##### RECORDS TO PROCESS #####

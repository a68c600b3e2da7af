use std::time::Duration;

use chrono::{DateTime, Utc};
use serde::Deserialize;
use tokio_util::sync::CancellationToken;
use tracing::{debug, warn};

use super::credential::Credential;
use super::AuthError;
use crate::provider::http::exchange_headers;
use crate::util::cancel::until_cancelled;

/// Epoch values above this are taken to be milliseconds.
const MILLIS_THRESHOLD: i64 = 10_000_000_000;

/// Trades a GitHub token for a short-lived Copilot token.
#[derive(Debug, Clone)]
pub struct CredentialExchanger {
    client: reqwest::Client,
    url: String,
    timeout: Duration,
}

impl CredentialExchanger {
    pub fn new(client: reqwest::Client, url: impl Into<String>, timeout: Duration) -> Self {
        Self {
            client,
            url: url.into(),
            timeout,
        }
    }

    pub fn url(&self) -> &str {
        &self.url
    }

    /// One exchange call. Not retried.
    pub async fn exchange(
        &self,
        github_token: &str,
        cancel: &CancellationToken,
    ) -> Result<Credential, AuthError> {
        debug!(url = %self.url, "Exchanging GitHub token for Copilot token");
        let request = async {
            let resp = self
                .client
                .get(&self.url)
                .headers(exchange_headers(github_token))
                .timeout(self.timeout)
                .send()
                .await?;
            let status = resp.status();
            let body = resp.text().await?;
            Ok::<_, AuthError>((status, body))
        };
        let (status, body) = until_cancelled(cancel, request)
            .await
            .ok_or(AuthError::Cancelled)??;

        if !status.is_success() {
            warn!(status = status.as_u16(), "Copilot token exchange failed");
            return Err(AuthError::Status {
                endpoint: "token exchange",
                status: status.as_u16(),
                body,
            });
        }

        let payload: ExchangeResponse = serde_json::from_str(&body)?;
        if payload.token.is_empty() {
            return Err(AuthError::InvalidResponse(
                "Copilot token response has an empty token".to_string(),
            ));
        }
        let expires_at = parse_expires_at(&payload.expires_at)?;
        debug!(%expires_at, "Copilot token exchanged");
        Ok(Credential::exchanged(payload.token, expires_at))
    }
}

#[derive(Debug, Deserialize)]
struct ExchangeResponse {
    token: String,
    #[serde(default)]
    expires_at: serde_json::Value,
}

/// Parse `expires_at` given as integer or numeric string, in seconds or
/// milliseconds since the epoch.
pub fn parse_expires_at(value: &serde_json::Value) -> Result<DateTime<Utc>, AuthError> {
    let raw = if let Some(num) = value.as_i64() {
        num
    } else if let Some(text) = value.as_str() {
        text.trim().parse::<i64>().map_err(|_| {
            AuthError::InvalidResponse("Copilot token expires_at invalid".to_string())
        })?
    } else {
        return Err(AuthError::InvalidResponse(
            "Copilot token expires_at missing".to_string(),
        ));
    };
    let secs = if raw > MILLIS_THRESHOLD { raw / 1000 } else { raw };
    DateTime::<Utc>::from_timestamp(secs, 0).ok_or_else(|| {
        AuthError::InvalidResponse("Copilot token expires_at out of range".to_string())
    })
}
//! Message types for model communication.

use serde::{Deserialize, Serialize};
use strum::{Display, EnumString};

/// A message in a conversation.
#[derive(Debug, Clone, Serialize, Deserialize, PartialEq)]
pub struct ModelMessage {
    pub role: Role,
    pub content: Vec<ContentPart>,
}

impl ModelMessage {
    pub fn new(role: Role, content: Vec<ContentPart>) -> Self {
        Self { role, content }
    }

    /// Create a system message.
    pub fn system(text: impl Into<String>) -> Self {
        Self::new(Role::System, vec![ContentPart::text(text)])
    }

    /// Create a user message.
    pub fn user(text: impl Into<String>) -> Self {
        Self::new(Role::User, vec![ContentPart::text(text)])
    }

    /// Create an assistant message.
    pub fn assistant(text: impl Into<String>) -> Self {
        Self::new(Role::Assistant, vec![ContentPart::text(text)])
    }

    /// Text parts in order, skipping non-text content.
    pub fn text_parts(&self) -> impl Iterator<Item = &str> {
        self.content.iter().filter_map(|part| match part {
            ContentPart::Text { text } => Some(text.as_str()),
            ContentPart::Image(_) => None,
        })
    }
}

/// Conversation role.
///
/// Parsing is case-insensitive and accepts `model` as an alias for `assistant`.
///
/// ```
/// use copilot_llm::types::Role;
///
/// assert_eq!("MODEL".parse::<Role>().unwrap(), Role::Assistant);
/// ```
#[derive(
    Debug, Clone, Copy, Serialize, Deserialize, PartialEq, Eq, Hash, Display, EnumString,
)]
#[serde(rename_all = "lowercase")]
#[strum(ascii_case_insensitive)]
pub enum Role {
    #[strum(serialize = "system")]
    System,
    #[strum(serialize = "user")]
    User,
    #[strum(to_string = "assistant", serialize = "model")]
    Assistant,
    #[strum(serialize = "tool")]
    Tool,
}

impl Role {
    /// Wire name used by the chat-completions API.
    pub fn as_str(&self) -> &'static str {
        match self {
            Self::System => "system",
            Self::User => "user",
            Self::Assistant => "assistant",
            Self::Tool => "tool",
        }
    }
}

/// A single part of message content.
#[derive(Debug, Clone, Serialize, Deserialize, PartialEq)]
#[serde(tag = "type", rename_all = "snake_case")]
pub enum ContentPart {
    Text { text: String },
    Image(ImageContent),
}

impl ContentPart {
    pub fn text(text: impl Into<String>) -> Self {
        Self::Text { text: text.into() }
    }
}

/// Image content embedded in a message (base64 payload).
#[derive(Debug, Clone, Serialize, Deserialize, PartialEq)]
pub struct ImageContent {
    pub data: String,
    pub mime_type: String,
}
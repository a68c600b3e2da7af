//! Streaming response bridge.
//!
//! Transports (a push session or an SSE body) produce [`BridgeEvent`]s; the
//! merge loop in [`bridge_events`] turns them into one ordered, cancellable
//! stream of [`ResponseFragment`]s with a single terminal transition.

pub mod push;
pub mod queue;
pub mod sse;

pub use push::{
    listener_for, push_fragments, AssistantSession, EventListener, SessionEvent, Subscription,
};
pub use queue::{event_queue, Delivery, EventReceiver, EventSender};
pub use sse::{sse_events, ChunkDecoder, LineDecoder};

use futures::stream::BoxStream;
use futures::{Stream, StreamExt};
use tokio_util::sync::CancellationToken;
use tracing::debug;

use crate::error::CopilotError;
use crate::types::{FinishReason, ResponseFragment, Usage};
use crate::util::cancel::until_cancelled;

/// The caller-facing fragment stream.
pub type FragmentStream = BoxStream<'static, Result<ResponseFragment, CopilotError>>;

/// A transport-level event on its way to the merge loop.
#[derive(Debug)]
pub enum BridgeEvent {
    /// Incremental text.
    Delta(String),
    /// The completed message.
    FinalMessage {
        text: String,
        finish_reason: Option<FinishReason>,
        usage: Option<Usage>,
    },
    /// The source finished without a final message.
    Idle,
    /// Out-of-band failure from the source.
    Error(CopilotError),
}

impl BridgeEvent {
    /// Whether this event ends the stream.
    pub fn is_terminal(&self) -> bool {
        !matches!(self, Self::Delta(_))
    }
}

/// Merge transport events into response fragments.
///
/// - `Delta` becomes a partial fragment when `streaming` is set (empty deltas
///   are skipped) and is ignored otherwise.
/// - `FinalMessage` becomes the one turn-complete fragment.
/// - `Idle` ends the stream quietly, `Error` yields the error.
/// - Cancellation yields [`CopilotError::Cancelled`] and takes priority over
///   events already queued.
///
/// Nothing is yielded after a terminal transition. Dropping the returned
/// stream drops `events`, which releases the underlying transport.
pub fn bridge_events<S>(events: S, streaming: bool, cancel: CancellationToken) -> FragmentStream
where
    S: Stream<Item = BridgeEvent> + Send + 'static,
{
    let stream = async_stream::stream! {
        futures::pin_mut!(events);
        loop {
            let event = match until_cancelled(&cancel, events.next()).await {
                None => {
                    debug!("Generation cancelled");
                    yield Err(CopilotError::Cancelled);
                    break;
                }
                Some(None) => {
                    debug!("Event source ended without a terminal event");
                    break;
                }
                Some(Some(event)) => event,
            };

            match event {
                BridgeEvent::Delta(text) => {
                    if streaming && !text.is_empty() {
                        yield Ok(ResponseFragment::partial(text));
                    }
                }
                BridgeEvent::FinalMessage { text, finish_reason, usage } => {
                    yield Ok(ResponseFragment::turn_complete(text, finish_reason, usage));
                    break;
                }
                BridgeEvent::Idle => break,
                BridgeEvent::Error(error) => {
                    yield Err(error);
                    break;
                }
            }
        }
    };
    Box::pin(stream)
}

#####

WORK TO BE COMPLETED.
Tally the lines of the records that contain the word "Some" and state the total alone.

SOLUTION TO THE EXERCISE.
5